Source: Abstract # THU 271: Improvement of glycemic state among responders to sofosbuvir-based DAAs—S. A Alem et. al.
Study Aims and Results: Egypt has the highest percentage of hepatitis C worldwide as HCV genotype 4 is the most common one in Egypt. The aim of the study was to understand the effect of sofosbuvir-based therapy on blood sugar levels.
Sixty patients—mostly male (70%); mean age 55yo; 48% cirrhotic; treatment naïve (70%) were treated with a variety of sofosbuvir-based therapies including simeprevir, ledipasvir or daclatasvir with and without ribavirin. The treatment period was 12 weeks. Thirty-six patients were on oral diabetic medications; 7 patients were on oral and insulin diabetic medications and one patient was on no diabetic medication. The fasting blood sugar levels (FBS) and hemoglobin A1C (HbA1c) were assessed at week 0 (baseline) and at 12-week post follow-up (SVR12-cure).
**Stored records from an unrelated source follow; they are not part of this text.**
pub fn lerp(a: f32, b: f32, t: f32) -> f32 {
    a + (b - a) * t
}

pub fn clamp01(t: f32) -> f32 {
    t.clamp(0.0, 1.0)
}

/// Easing curves used by the choreography. Power1/Power2 follow the
/// quad/cubic family; OutExpo is the inertial-scroll ease.
#[derive(Debug, Clone, Copy, PartialEq, Eq, Default)]
pub enum Ease {
    #[default]
    Linear,
    Power1Out,
    Power1InOut,
    Power2Out,
    Power2InOut,
    OutExpo,
}

impl Ease {
    pub fn apply(self, t: f32) -> f32 {
        let t = clamp01(t);
        match self {
            Ease::Linear => t,
            Ease::Power1Out => 1.0 - (1.0 - t) * (1.0 - t),
            Ease::Power1InOut => {
                if t < 0.5 {
                    2.0 * t * t
                } else {
                    1.0 - (-2.0 * t + 2.0).powi(2) / 2.0
                }
            }
            Ease::Power2Out => 1.0 - (1.0 - t).powi(3),
            Ease::Power2InOut => {
                if t < 0.5 {
                    4.0 * t * t * t
                } else {
                    1.0 - (-2.0 * t + 2.0).powi(3) / 2.0
                }
            }
            Ease::OutExpo => {
                if t >= 1.0 {
                    1.0
                } else {
                    (1.001 - 2f32.powf(-10.0 * t)).min(1.0)
                }
            }
        }
    }
}

/// A time-based clip: fixed duration, progress driven by the frame clock.
/// One-shot entrance timelines run a clip once their trigger arms; scrub
/// timelines never touch this.
#[derive(Debug, Clone)]
pub struct Clip {
    pub start_time: f32,
    pub duration: f32,
    pub current_time: f32,
}

impl Clip {
    pub fn new(duration: f32) -> Self {
        Self {
            start_time: 0.0,
            duration,
            current_time: 0.0,
        }
    }

    pub fn start(&mut self, now: f32) {
        self.start_time = now;
        self.current_time = now;
    }

    pub fn update(&mut self, now: f32) {
        self.current_time = now;
    }

    pub fn progress(&self) -> f32 {
        if self.duration <= 0.0 {
            return 1.0;
        }
        let elapsed = self.current_time - self.start_time;
        (elapsed / self.duration).clamp(0.0, 1.0)
    }

    pub fn is_complete(&self) -> bool {
        self.progress() >= 1.0
    }
}

#[cfg(test)]
mod tests {
    use super::*;

    #[test]
    fn eases_hit_endpoints() {
        for ease in [
            Ease::Linear,
            Ease::Power1Out,
            Ease::Power1InOut,
            Ease::Power2Out,
            Ease::Power2InOut,
            Ease::OutExpo,
        ] {
            assert!(ease.apply(0.0).abs() < 1e-2, "{ease:?} at 0");
            assert!((ease.apply(1.0) - 1.0).abs() < 1e-2, "{ease:?} at 1");
        }
    }

    #[test]
    fn eases_are_monotonic() {
        for ease in [
            Ease::Linear,
            Ease::Power1Out,
            Ease::Power1InOut,
            Ease::Power2Out,
            Ease::Power2InOut,
        ] {
            let mut prev = ease.apply(0.0);
            for i in 1..=100 {
                let v = ease.apply(i as f32 / 100.0);
                assert!(v >= prev - 1e-6, "{ease:?} dipped at step {i}");
                prev = v;
            }
        }
    }

    #[test]
    fn clip_progress_clamps() {
        let mut clip = Clip::new(2.0);
        clip.start(10.0);
        clip.update(9.0);
        assert_eq!(clip.progress(), 0.0);
        clip.update(11.0);
        assert!((clip.progress() - 0.5).abs() < 1e-6);
        clip.update(13.0);
        assert_eq!(clip.progress(), 1.0);
        assert!(clip.is_complete());
    }
}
All of the patients in the study were cured of hepatitis C. There was a significant decline in the FBS and HbA1c between baseline and at the time of cure regardless of which drug was combined with sofosbuvir. The decline in FBS and HbA1c was more significant in the cirrhotic patients.
Conclusions: Treatment of hepatitis C in people with diabetes resulted in a significant decline in fasting FBS and HbA1c levels.
Editorial Comments: The link between diabetes and hepatitis C is a controversial issue. This study shows that there is an improvement in the levels of blood sugar numbers. Before drawing final conclusion I will need to read the journal article to support this study. As someone who is living with diabetes, I hope that this and other studies support the conclusion that being cured of hepatitis C improves the outlook of people with hepatitis C and diabetes.
*Fasting blood sugar levels (FBS) is a blood test —usually done in the morning before someone has eaten. The normal levels of fasting blood sugar levels are 70 to 100 mg/dl.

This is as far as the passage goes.